Her mouth the way he remembered it when she was young.

Breasts still firm.

Legs...

“—identified as Otto Samalson, a private investigator with offices on Highgate and—”

“What?” Matthew said.

Susan gasped, startled.

“Did you hear that?”

“No. What? Hear what? What?” she asked, frightened, and sat up, clutching the sheet to her naked breasts.

“Shhh,” he said.

“In Sarasota, the county commissioners have outlined a plan to open—”

“Did he say Otto Samalson? Did you hear...?”

“No,” Susan said. “Who?”

“Jesus,” he said, and got out of bed.

“Matthew, what...?”

“I have to... I’d better call... Susan, if it was Otto... look, you’d better... listen, I have to make a call, excuse me.”

He went into the room he’d set up as an at-home office, and called the Public Safety Building, and asked for Detective Morris Bloom.

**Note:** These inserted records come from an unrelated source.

use thiserror::Error;

/// Application-level errors
#[derive(Debug, Error)]
pub enum AppError {
    #[error("Configuration error: {message}")]
    Config { message: String },

    #[error("Storage error: {0}")]
    Storage(#[from] StorageError),

    #[error("Engine error: {0}")]
    Engine(#[from] EngineError),

    #[error("Workflow error: {0}")]
    Workflow(#[from] WorkflowError),

    #[error("MCP protocol error: {0}")]
    Mcp(#[from] McpError),

    #[error("Internal error: {message}")]
    Internal { message: String },
}

/// Storage layer errors
#[derive(Debug, Error)]
pub enum StorageError {
    #[error("Database connection failed: {message}")]
    Connection { message: String },

    #[error("Query failed: {message}")]
    Query { message: String },

    #[error("Session not found: {session_id}")]
    SessionNotFound { session_id: String },

    #[error("Migration failed: {message}")]
    Migration { message: String },

    #[error("Snapshot encoding failed: {0}")]
    Snapshot(#[from] serde_json::Error),

    #[error("SQLx error: {0}")]
    Sqlx(#[from] sqlx::Error),
}

/// Diagnosis engine errors.
///
/// Everything except `MalformedResponse` is a transport failure: the user
/// is told and may resubmit by hand.
#[derive(Debug, Error)]
pub enum EngineError {
    #[error("API error: {status} - {message}")]
    Api { status: u16, message: String },

    #[error("Malformed engine response: {message}")]
    MalformedResponse { message: String },

    #[error("Request timeout after {timeout_ms}ms")]
    Timeout { timeout_ms: u64 },

    #[error("Request cancelled")]
    Cancelled,

    #[error("HTTP error: {0}")]
    Http(#[from] reqwest::Error),
}

impl EngineError {
    /// True for failures reaching the engine, as opposed to bad payloads.
    pub fn is_transport(&self) -> bool {
        !matches!(self, EngineError::MalformedResponse { .. })
    }
}

/// Workflow state-machine errors
#[derive(Debug, Error)]
pub enum WorkflowError {
    #[error("Validation failed: {field} - {reason}")]
    Validation { field: String, reason: String },

    #[error("No follow-up round is on offer: {reason}")]
    RoundNotOffered { reason: String },

    #[error("Final follow-up round failed and has no diagnosis; retry the final round")]
    Stuck,

    #[error("Unknown rare candidate: {candidate}")]
    UnknownRareCandidate { candidate: String },

    #[error("Symptom presence already recorded for {candidate}")]
    SymptomAlreadyRecorded { candidate: String },

    #[error("Cannot {action} while {candidate} is {stage}")]
    InvalidTransition {
        candidate: String,
        action: String,
        stage: String,
    },

    #[error("Engine call failed: {0}")]
    Engine(#[from] EngineError),
}

/// MCP protocol errors
#[derive(Debug, Error)]
pub enum McpError {
    #[error("Invalid request: {message}")]
    InvalidRequest { message: String },

    #[error("Unknown tool: {tool_name}")]
    UnknownTool { tool_name: String },

    #[error("Invalid parameters for {tool_name}: {message}")]
    InvalidParameters { tool_name: String, message: String },

    #[error("Tool execution failed: {message}")]
    ExecutionFailed { message: String },

    #[error("JSON serialization error: {0}")]
    Json(#[from] serde_json::Error),
}

impl From<AppError> for McpError {
    fn from(err: AppError) -> Self {
        McpError::ExecutionFailed {
            message: err.to_string(),
        }
    }
}

/// Result type alias for application errors
pub type AppResult<T> = Result<T, AppError>;

/// Result type alias for storage operations
pub type StorageResult<T> = Result<T, StorageError>;

/// Result type alias for engine operations
pub type EngineResult<T> = Result<T, EngineError>;

/// Result type alias for workflow operations
pub type WorkflowResult<T> = Result<T, WorkflowError>;

/// Result type alias for MCP operations
pub type McpResult<T> = Result<T, McpError>;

A detective named Kenyon told Matthew that Bloom was on vacation, but yes, the man who’d been shot and killed on US 41 was indeed a private investigator named Otto Samalson.

Matthew thanked him and hung up.

When he came back into the bedroom, Susan was already dressed.

“I just remembered why we got divorced,” she said, and walked out.

It was nightmare time.

A nightmare of flashbacks.

Invading Matthew’s bed, invading his sleep.

I just remembered why we got divorced.

Susan’s words. Opening a floodgate of memories that triggered the first of the nightmare flashbacks: Matthew coming home at a quarter to one, the lights on in the study, Susan sitting naked behind the desk in the house they used to share. “I just had a phone call,” she says, “from a man named Gerald Hemmings,” and Matthew’s throat goes suddenly dry.

He and Aggie have rehearsed this scene a thousand times. They are lovers, Aggie and he, and therefore liars of necessity. They are lovers, he and Aggie, and therefore killers by trade, strangling their separate marriages. They are lovers, Aggie and he, he and Aggie, and therefore conspirators in that they are sworn to secrecy and know exactly what to say in the event of a trap.